Quem tem aversão ao calor da pimenta precisa considerar uma mudança de hábito. Quem põe umas gotinhas na comida está no caminho certo — e convém até aumentar a frequência do uso. É o que pressupõe o resultado de estudos feitos pelo Instituto de Cardiologia da Cleveland Clinic, nos Estados Unidos, o mais reputado do país, referendado pela Associação Americana do Coração. Os pesquisadores investigaram os impactos da pimenta no organismo por meio da análise dos exames de mais de 570 000 pacientes no mundo e concluíram algo que já aparecia em trabalhos anteriores: a capsaicina, elemento natural que torna a pimenta ardente, tem efeitos anti-inflamatórios, antioxidantes e reguladores da glicose no sangue, o que reduz o risco de infarto e outras doenças associadas ao coração — ainda hoje a maior causa de mortes, segundo a Organização Mundial da Saúde.
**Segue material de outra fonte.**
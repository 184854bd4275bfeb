//! Error taxonomy shared by the store, the sync engine, and the HTTP layer.

use axum::{
    http::StatusCode,
    response::{IntoResponse, Response},
    Json,
};
use rusqlite::ErrorCode;

pub type AppResult<T> = Result<T, AppError>;

#[derive(Debug, thiserror::Error)]
pub enum AppError {
    #[error("{0}")]
    Validation(String),
    #[error("Missing required fields: {}", .0.join(", "))]
    MissingFields(Vec<String>),
    #[error("{0}")]
    NotFound(String),
    #[error("{0}")]
    Conflict(String),
    #[error("{0}")]
    Unauthorized(String),
    #[error("{0}")]
    Forbidden(String),
    #[error("database error: {0}")]
    Database(rusqlite::Error),
    #[error("{0}")]
    Remote(String),
    #[error("{0}")]
    Internal(String),
}

impl AppError {
    pub fn status(&self) -> StatusCode {
        match self {
            AppError::Validation(_) | AppError::MissingFields(_) => StatusCode::BAD_REQUEST,
            AppError::NotFound(_) => StatusCode::NOT_FOUND,
            AppError::Conflict(_) => StatusCode::CONFLICT,
            AppError::Unauthorized(_) => StatusCode::UNAUTHORIZED,
            AppError::Forbidden(_) => StatusCode::FORBIDDEN,
            AppError::Remote(_) => StatusCode::BAD_GATEWAY,
            AppError::Database(_) | AppError::Internal(_) => StatusCode::INTERNAL_SERVER_ERROR,
        }
    }
}

impl From<rusqlite::Error> for AppError {
    fn from(err: rusqlite::Error) -> Self {
        // Unique and foreign-key violations are caller mistakes, not outages.
        if let rusqlite::Error::SqliteFailure(ref failure, ref message) = err {
            if failure.code == ErrorCode::ConstraintViolation {
                let detail = message
                    .clone()
                    .unwrap_or_else(|| "constraint violation".to_string());
                return AppError::Conflict(detail);
            }
        }
        AppError::Database(err)
    }
}

impl IntoResponse for AppError {
    fn into_response(self) -> Response {
        let status = self.status();
        if status.is_server_error() {
            tracing::error!(error = %self, "request failed");
        }
        (status, Json(serde_json::json!({ "error": self.to_string() }))).into_response()
    }
}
Em comparação com quem raramente ou nunca consome pimenta, aqueles que a ingerem com regularidade apresentam 26% de redução na mortalidade por doença cardiovascular, 23% de diminuição relativa por câncer e 25% de queda na mortalidade em geral. Ou seja, de agora em diante, evite criticar o amigo que aprecia a deliciosa ardência do sarapatel, do acarajé e do vatapá. O funcionamento da pimenta no organismo ainda não é inteiramente conhecido, mas existem indícios de aceleração do metabolismo, o que ajudaria, inclusive, no emagrecimento: “Ela transforma a gordura branca, sólida e difícil de eliminar, em gordura marrom, mais fácil de quebrar”, explica Vanderli Marchiori, nutricionista da Associação Paulista de Nutrição. Isso não quer dizer que o fruto garanta o emagrecimento por si só. Portanto, recomenda-se não substituir exercícios e uma dieta saudável por suplementos de pimenta em cápsula.
Como exatamente o Homo sapiens pegou gosto por esse remédio ardido é incerto, mas a melhor hipótese está na ligação intuitiva que a espécie humana tem com o fogo: tudo aquilo que queima ajudaria a matar o que é ruim. Além disso, as especiarias tendem a conservar os alimentos. Originária das Américas, a pimenta deu sabor aos pratos da Europa a partir do século XVI. A atratividade é historicamente tão grande que se tornou objeto de estudo do farmacêutico americano Wilbur Scoville, que estabeleceu, em 1912, uma escala para medir a ardência. Scoville misturava extrato de óleo de capsaicina com água e açúcar e então colocava na língua das pessoas. Diluía a solução até o voluntário não sentir queimação alguma. Assim, o farmacêutico criou uma unidade mínima para classificar cada tipo. A pimenta jalapeño, por exemplo, usada na culinária mexicana, tem 8 000 unidades. É forte? A malagueta pode chegar a 100 000 unidades.
O pimentão só tem esse nome porque é grande, já que, na escala, leva nota zero. A biquinho marca no máximo 1 000 unidades. A dedo-de-moça, usada em caipirinhas, fica entre 5 000 e 15 000. Tome cuidado se lhe oferecem in natura a Trinidad Scorpion, e fuja da pimenta mais forte do mundo, a Carolina Reaper, que, de acordo com o livro Guinness dos Recordes, atinge o impressionante número de 2 milhões de unidades na escala Scoville. Cultivada numa fazenda na Carolina do Sul, ela recebeu o nome Reaper (Ceifadora) porque, se ingerida sem preparo, provocará, além de dor excruciante, queimaduras na boca e na garganta. Para quem quer cuidar da saúde, uma pitada de molho mineiro, de no máximo 5 000 unidades, já é o suficiente. O coração agradece.